//! Car-following models.

use hy_core::IdmParams;

/// Distance floor substituted for a zero gap.
const MIN_GAP: f64 = 1e-6;

/// What a follower sees ahead of it.
#[derive(Clone, Copy, Debug, PartialEq)]
pub struct Leader {
    /// Rear-axle to rear-axle distance in metres.
    pub distance: f64,
    pub velocity: f64,
}

impl Leader {
    pub fn new(distance: f64, velocity: f64) -> Self {
        Self { distance, velocity }
    }
}

/// Acceleration law of a follower behind a leader.
///
/// Implementations must be pure: the same inputs always give the same
/// acceleration.
pub trait CarFollowing: Send + Sync {
    fn acceleration(&self, follower_velocity: f64, leader: Leader) -> f64;
}

/// Intelligent driver model.
///
/// ```text
/// s* = s0 + T v + v (v − v_l) / (2 √(a_max a_comf))
/// a  = a_max (1 − (v / v_pref)^δ − (s* / gap)²)
/// ```
///
/// The gap is the axle distance minus one car length when that is
/// positive.
#[derive(Clone, Copy, Debug, PartialEq)]
pub struct Idm {
    pub params:     IdmParams,
    pub car_length: f64,
}

impl Idm {
    pub fn new(params: IdmParams, car_length: f64) -> Self {
        Self { params, car_length }
    }

    /// Copy of this model whose preferred velocity does not exceed a lane's
    /// speed limit.
    #[inline]
    pub fn for_speed_limit(&self, speed_limit: f64) -> Self {
        let mut model = *self;
        model.params.v_pref = model.params.v_pref.min(speed_limit);
        model
    }

    /// Desired spacing `s*` for a follower at `v` behind a leader at `v_l`.
    #[inline]
    pub fn desired_spacing(&self, v: f64, v_l: f64) -> f64 {
        let p = &self.params;
        p.min_spacing + p.time_headway * v + v * (v - v_l) / (2.0 * (p.a_max * p.a_comfort).sqrt())
    }
}

impl CarFollowing for Idm {
    fn acceleration(&self, v: f64, leader: Leader) -> f64 {
        let p = &self.params;
        let mut gap = leader.distance;
        if gap > self.car_length {
            gap -= self.car_length;
        }
        if gap <= 0.0 {
            gap = MIN_GAP;
        }
        let s_star = self.desired_spacing(v, leader.velocity);
        p.a_max * (1.0 - (v / p.v_pref).powf(p.delta) - (s_star / gap).powi(2))
    }
}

> _TASK PROMPT_: Would you please reproduce every line from the one containing "let s_star = self.desired_spacing(v, leader.velocity);" through the final line of the listing, and only those lines?

> _WRITTEN SOLUTION_:
        let s_star = self.desired_spacing(v, leader.velocity);
        p.a_max * (1.0 - (v / p.v_pref).powf(p.delta) - (s_star / gap).powi(2))
    }
}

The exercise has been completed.